- _Task to carry out_: Among the records below, find the lines that contain "sobre" and copy each of them.

### Provided records

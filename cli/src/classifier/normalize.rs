//! # Text Normalization
//!
//! File: cli/src/classifier/normalize.rs
//!
//! Lowercases a message and strips diacritics so that "OLÁ", "Olá" and "ola" all
//! reach the matcher as `ola`. Punctuation, digits and whitespace pass through.
//!
use unicode_normalization::{char::is_combining_mark, UnicodeNormalization};

/// Lowercases `text`, decomposes it (NFD) and drops every combining mark.
///
/// Lowercasing happens first so that uppercase letters whose lowercase form carries
/// a mark (e.g. `İ`) lose it as well. Never fails; the empty string maps to itself.
pub fn normalize(text: &str) -> String {
    text.to_lowercase()
        .nfd()
        .filter(|c| !is_combining_mark(*c))
        .collect()
}

#[cfg(test)]
mod tests {
    use super::*;

    #[test]
    fn test_strips_diacritics_and_case() {
        assert!(normalize("OLÁ").contains("ola"));
        assert_eq!(normalize("Inscrição"), "inscricao");
        assert_eq!(normalize("Informática Básica"), "informatica basica");
        assert_eq!(normalize("ÔNIBUS"), "onibus");
    }

    #[test]
    fn test_keeps_punctuation_digits_and_whitespace() {
        assert_eq!(normalize("Oi, bom dia!"), "oi, bom dia!");
        assert_eq!(normalize("  (27) 3243-8153 \t"), "  (27) 3243-8153 \t");
    }

    #[test]
    fn test_empty_and_symbol_only_input() {
        assert_eq!(normalize(""), "");
        assert_eq!(normalize("?!#@"), "?!#@");
    }

    #[test]
    fn test_idempotent() {
        for input in [
            "Olá, TUDO BEM?",
            "Qual o horário de funcionamento?",
            "çãõéíú ÇÃÕÉÍÚ",
            "İstanbul",
            "日本語 mixed ñandú",
            "",
        ] {
            let once = normalize(input);
            assert_eq!(normalize(&once), once, "not idempotent for {:?}", input);
        }
    }

    #[test]
    fn test_cedilla_collapses_to_c() {
        assert_eq!(normalize("preço"), "preco");
    }
}
const CATALOG: &[Entry] = &[
    Entry {
        key: "saudacao",
        patterns: &[
            r"\b(oi|ol[aá]|e[ií]|e a[ií]|bom dia|boa tarde|boa noite)\b",
        ],
        responses: &[
            "Olá! Sou a assistente do Senac Serra. Como posso te ajudar hoje?",
            "Oi! Bem-vindo(a) ao Senac Serra. O que você gostaria de saber?",
            "Olá! Posso tirar dúvidas sobre cursos, inscrições, valores e muito mais.",
        ],
    },
    Entry {
        key: "despedida",
        patterns: &[
            r"\b(tchau|ate logo|ate mais|obrigado,? por enquanto|valeu,? ate|ate breve)\b",
        ],
        responses: &[
            "Até mais! Se precisar, é só chamar.",
            "Tchau! Estarei por aqui quando precisar.",
            "Até logo! Conte com o Senac Serra.",
        ],
    },
    Entry {
        key: "o_que_e_senac",
        patterns: &[
            r"\b(o que (e|é) (o )?senac|sobre o senac|quem (sao|são) voces|quem (e|é) voces)\b",
        ],
        responses: &[
            "O Senac é uma instituição de educação profissional. No Senac Serra oferecemos cursos livres, técnicos e programas de qualificação em diversas áreas para você se preparar para o mercado de trabalho.",
        ],
    },
    Entry {
        key: "localizacao",
        patterns: &[
            r"\b(on(de|de fica)|endereco|endereço|localiza(ca|ç)ao|mapa)\b",
        ],
        responses: &[
            "Estamos no Senac Serra (ES). Endereço: Av. Talma Rodrigues Ribeiro, 2881 - Portal de Jacaraípe, Serra - ES, 29173-795. Se precisar, te envio instruções de como chegar de ônibus.",
        ],
    },
    Entry {
        key: "telefone_contato",
        patterns: &[
            r"\b(telefone|contato|falar com atendente|numero|n[uú]mero|whats|whatsapp)\b",
        ],
        responses: &[
            "Você pode entrar em contato com nossa equipe pelo telefone/WhatsApp da unidade por esse número: Telefone: (27) 3243-8153.",
        ],
    },
    Entry {
        key: "horario_funcionamento",
        patterns: &[
            r"\b(hor[aá]rio(s)?|funciona que horas|abre que horas|fecha que horas|qual (o )?horario)\b",
        ],
        responses: &[
            "O Senac Serra funciona dás 8:00 até as 22:00, mas os horários de atendimento podem variar conforme o período de matrículas e agenda de cursos. Recomendo confirmar no telefone/WhatsApp da unidade para o dia que você pretende ir.",
        ],
    },
    Entry {
        key: "cursos_disponiveis",
        patterns: &[
            r"\b(curso(s)? dispon[ií]vel(is)?|quais cursos tem?|lista de cursos|oferta de cursos|quais são os cursos que oeferece?)\b",
        ],
        responses: &[
            "Oferecemos cursos em áreas como Administração, Tecnologia, Gastronomia, Beleza, Saúde e mais. Se me disser a área de interesse, eu te direciono melhor.",
        ],
    },
    Entry {
        key: "inscricoes_matricula",
        patterns: &[
            r"\b(inscri(c|ç)[aã]o|matr[ií]cula|como me inscrevo|quero me matricular)\b",
        ],
        responses: &[
            "Para se inscrever, você pode ir à unidade com documento oficial e, quando necessário, comprovante de escolaridade. Em alguns cursos é possível realizar a inscrição on-line.",
        ],
    },
    Entry {
        key: "valores_pagamento",
        patterns: &[
            r"\b(valor(es)?|pre(c|ç)o(s)?|mensalidade(s)?|quanto custa|formas de pagamento|paga como|parcelamento)\b",
        ],
        responses: &[
            "Os valores variam conforme o curso e a carga horária. O pagamento geralmente pode ser à vista ou parcelado. Se quiser, você pode saber mais entrando no site oficial do Senac Serra (ES).",
        ],
    },
    Entry {
        key: "gratuidade_psg",
        patterns: &[
            r"\b(gratuidade|psg|bolsa|curso gratuito|bolsas)\b",
        ],
        responses: &[
            "O Senac possui o Programa Senac de Gratuidade (PSG), com vagas em cursos gratuitos para quem atende aos critérios do programa. As vagas são limitadas e divulgadas periodicamente.",
        ],
    },
    Entry {
        key: "modalidades_ead_presencial",
        patterns: &[
            r"\b(ead|a distancia|on-line|online|presencial|h[ií]brido|hibrido|modalidade)\b",
        ],
        responses: &[
            "O Senac Serra oferece cursos nas duas modalidades: presencial (nas instalações da unidade) e EAD (a distância, por meio do Senac EAD Nacional, com o polo da Serra como apoio).",
        ],
    },
    Entry {
        key: "tecnologia",
        patterns: &[
            r"\b(Tecnologia|tecnologia|informatica|informática|sistemas|computacao|computação|computador|computadores|internet|inteligencia artificial)\b",
        ],
        responses: &[
            "Existem diversos cursos disponíveis na unidade Serra na área de tecnologia: Técnico em informática, Técnico em desenvolvimento de sistemas, Informática básica, Excel básico, Excel avançado, Power Bi, MS Project, Canva para educação e para empresas, Jovem programadora e entre outros.",
        ],
    },
    Entry {
        key: "professores",
        patterns: &[
            r"\b(professores|como sao os professores?|tem bons professores?|tem professores capacitados?)\b",
        ],
        responses: &[
            "Os professores do Senac Serra têm experiência prática no mercado, atuam como mediadores da aprendizagem, utilizam metodologias ativas, estimulam o ciclo ação-reflexão-ação, acompanham de perto o desenvolvimento dos estudantes e passam por formação continuada para se manterem atualizados e alinhados ao Modelo Pedagógico do Senac.",
        ],
    },
    Entry {
        key: "infraestrutura",
        patterns: &[
            r"\b(estrutura|infraestrutura|laborat[oó]rio(s)?|cozinha pedag[oó]gica|salas|equipamentos|biblioteca|banheiros)\b",
        ],
        responses: &[
            "De forma geral, a infraestrutura conta com: Salas de aula modernas com recursos multimídia e ambiente confortável. Laboratórios de informática equipados com tecnologia atualizada para atividades digitais. Cozinha pedagógica para cursos da área de gastronomia, com equipamentos profissionais. Salão de beleza e estética para práticas em beleza, cabelo, maquiagem e estética. Laboratórios de saúde ambientes que simulam clínicas e consultórios para cursos técnicos em saúde. Biblioteca com acervo físico e digital de apoio ao estudo. Ambientes de atendimento ao público em alguns cursos, os alunos vivenciam situações reais de trabalho com clientes. Espaços multiuso que podem ser adaptados para diferentes situações de aprendizagem e projetos integradores. Essa estrutura é pensada para que os alunos aprendam fazendo, com metodologias ativas, vivências reais e contato direto com situações práticas.",
        ],
    },
    Entry {
        key: "estagio_empregabilidade",
        patterns: &[
            r"\b(est[aá]gio|emprego|empregabilidade|parceria com empresas|oportunidade(s) de trabalho)\b",
        ],
        responses: &[
            "O Senac mantém relacionamento com empresas parceiras e divulga oportunidades para alunos conforme as áreas. Alguns cursos incluem atividades práticas e encaminhamentos.",
        ],
    },
    Entry {
        key: "documentos_requisitos",
        patterns: &[
            r"\b(documento(s)?|requisito(s)?|idade m[ií]nima|escolaridade|pr[eé]-requisito(s)?)\b",
        ],
        responses: &[
            "Os requisitos variam por curso (idade mínima e escolaridade). Se quiser, eu te passo os requisitos gerais.",
        ],
    },
    Entry {
        key: "requisitos_gerais",
        patterns: &[
            r"\b(quero saber mais|quais os requisitos?|quais sao os requisitos?|eu quero|me fale os requisitos)\b",
        ],
        responses: &[
            "Os requisitos de documentos podem variar conforme o curso escolhido (livre, técnico, graduação ou pós). Mas, em geral, o Senac Serra solicita os seguintes documentos no ato da matrícula:  Documento de identidade oficial com foto (RG, CNH ou equivalente)CPFComprovante de residência atualizadoComprovante de escolaridade compatível com o cursoPara menores de 18 anos:  documentos do responsável legal No caso de cursos técnicos ou de nível superior, pode ser necessário apresentar histórico escolar ou certificado de conclusão da etapa anterior (ensino fundamental ou médio, conforme o caso).",
        ],
    },
    Entry {
        key: "linha de onibus",
        patterns: &[
            r"\b(linha(s)?|onibus|transcol|busao)\b",
        ],
        responses: &[
            "Uma das linhas de ônibus que passam em frente ao Senac Serra é o 805B que é a linha que o caminho é para o bairro Feu Rosa,504,523 e 875",
        ],
    },
    Entry {
        key: "requisitos para incriçao",
        patterns: &[
            r"\b(sim|quero saber mais|como me inscrever?|como se increver?|como entrar no senac?)\b",
        ],
        responses: &[
            "Os requisitos para inscrição em um curso no Senac Serra (ES) podem variar de acordo com o tipo de curso escolhido (livres, técnicos, de graduação ou pós-graduação). Em geral, são pedidos:Documentos pessoais: RG, CPF e comprovante de residência atualizado. Comprovante de escolaridade: varia conforme o curso (por exemplo, estar cursando ou ter concluído o ensino médio para cursos técnicosIdade mínima: cada curso pode exigir uma idade mínima (alguns a partir de 14, outros 16 ou 18 anos). Pagamento da matrícula (quando não for bolsa ou gratuidade).",
        ],
    },
    Entry {
        key: "gastronomia",
        patterns: &[
            r"\b(gastronomia|cozinha|curso de gastronomia)\b",
        ],
        responses: &[
            "O curso de Gastronomia no Senac é bastante reconhecido pela qualidade de ensino e pela infraestrutura que possibilita ao estudante aprender na prática. Ele pode ser encontrado em diferentes formatos: cursos livres (curta duração), cursos técnicos e curso superior de tecnologia em Gastronomia. Curso Superior de Tecnologia em GastronomiaDuração aproximada: 2 anos.Objetivo: formar profissionais capacitados para atuar na produção, gestão e criação na área gastronômica. Conteúdos principais:Técnicas de cozinha nacional e internacionalPanificação e confeitariaNutrição aplicada à gastronomiaGestão de alimentos e bebidasHigiene e segurança alimentarEmpreendedorismo e gestão de negócios gastronômicosSustentabilidade e inovação na gastronomiaCursos Técnicos e Livres em GastronomiaCursos técnicos: voltados para atuação prática e inserção rápida no mercado de trabalho. Cursos livres: de curta duração, com foco em áreas específicas, como: confeitaria, panificação, cozinha básica, cozinha japonesa, cozinha italiana, dentre outros. São ideais para quem deseja desenvolver habilidades específicas ou se especializar em determinado segmento. Infraestrutura para apoio às aulasCozinhas pedagógicas equipadas com fogões industriais, bancadas, utensílios e câmaras frias.Laboratórios de panificação e confeitaria. Espaços que simulam ambientes de restaurantes, possibilitando práticas de atendimento.",
        ],
    },
    Entry {
        key: "lanches",
        patterns: &[
            r"\b(lanche|cozinha|comida|cantina|lanchonete|comprar)\b",
        ],
        responses: &[
            "No Senac Serra, assim como em outras unidades do Senac, normalmente há cantina/lanchonete ou espaço de convivência onde os estudantes podem comprar lanches nos intervalos das aulas. Esse serviço pode variar conforme o turno e a demanda de alunos. Em algumas situações, quando não há lanchonete interna funcionando, os estudantes utilizam os comércios próximos à unidade.",
        ],
    },
    Entry {
        key: "administraçao",
        patterns: &[
            r"\b(administraçao|curso de administraçao|administrar)\b",
        ],
        responses: &[
            "O curso Técnico em Administração do Senac tem como objetivo preparar o estudante para atuar em diferentes áreas administrativas, como gestão de pessoas, logística, marketing, finanças e processos organizacionais. Ele é estruturado com base no Modelo Pedagógico do Senac (MPS), que valoriza o protagonismo do estudante e a aprendizagem baseada em competências, aproximando teoria e prática.De forma geral, o curso contempla:Gestão de processos organizacionaisRotinas de departamento pessoal e recursos humanosNoções de contabilidade e finanças. Planejamento estratégico e marketingProjetos e inovação profissional formado pode atuar em empresas de diferentes portes e setores, órgãos públicos ou iniciar seu próprio negócio.",
        ],
    },
    Entry {
        key: "moda",
        patterns: &[
            r"\b(moda|estilo|modelo)\b",
        ],
        responses: &[
            "O Senac oferece formações em Moda que podem variar de cursos livres a cursos técnicos e superiores, dependendo da unidade. No caso do Senac Serra, o foco principal é preparar o estudante para atuar no mercado de moda de forma criativa e empreendedora, sempre com base no Modelo Pedagógico do Senac. De forma resumida, os cursos de Moda trabalham: Criação e desenvolvimento de coleções: do conceito ao produto final.  Desenho e modelagem: técnicas manuais e digitais.  Costura e acabamento: prática para confecção de peças.  Gestão e marketing de moda: visão de negócios, branding e tendências.  Sustentabilidade: incentivo a práticas conscientes na cadeia da moda.  O estudante desenvolve competências para atuar como estilista, modelista, produtor de moda, consultor de estilo ou gestor em empresas e marcas do setor, além de poder empreender o próprio negócio.",
        ],
    },
    Entry {
        key: "inauguraçao",
        patterns: &[
            r"\b(quando foi inaugurado|quantos anos tem o senac serra?|fundacao|inaugurado|inauguraçao|fundado)\b",
        ],
        responses: &[
            "O Senac Serra, localizado no Espírito Santo, foi inaugurado em 2021. A unidade é uma das mais novas do Senac-ES e foi criada para atender à forte demanda de formação profissional na região, que se destaca pelo crescimento industrial, comercial e de serviços. Desde sua inauguração, o Senac Serra oferece cursos em diversas áreas, como gestão, tecnologia, saúde, gastronomia, moda e beleza, sempre com base no Modelo Pedagógico do Senac (MPS), que valoriza a prática, a aprendizagem por competências e o protagonismo do estudante.",
        ],
    },
    Entry {
        key: "padrao",
        patterns: &[],
        responses: &[
            "Posso te ajudar com informações sobre cursos, inscrições, valores, modalidades e estrutura do Senac Serra. Pode me dizer o que você precisa?",
            "Não tenho certeza se entendi. Você quer saber sobre cursos, valores, inscrições, horários ou localização?",
            "Certo. Me diga a área de interesse (por exemplo, Administração, Tecnologia ou Gastronomia) e eu te oriento.",
        ],
    },
];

######

- _Solution for this problem_:
            "Olá! Posso tirar dúvidas sobre cursos, inscrições, valores e muito mais.",
            r"\b(o que (e|é) (o )?senac|sobre o senac|quem (sao|são) voces|quem (e|é) voces)\b",
            "Posso te ajudar com informações sobre cursos, inscrições, valores, modalidades e estrutura do Senac Serra. Pode me dizer o que você precisa?",
            "Não tenho certeza se entendi. Você quer saber sobre cursos, valores, inscrições, horários ou localização?",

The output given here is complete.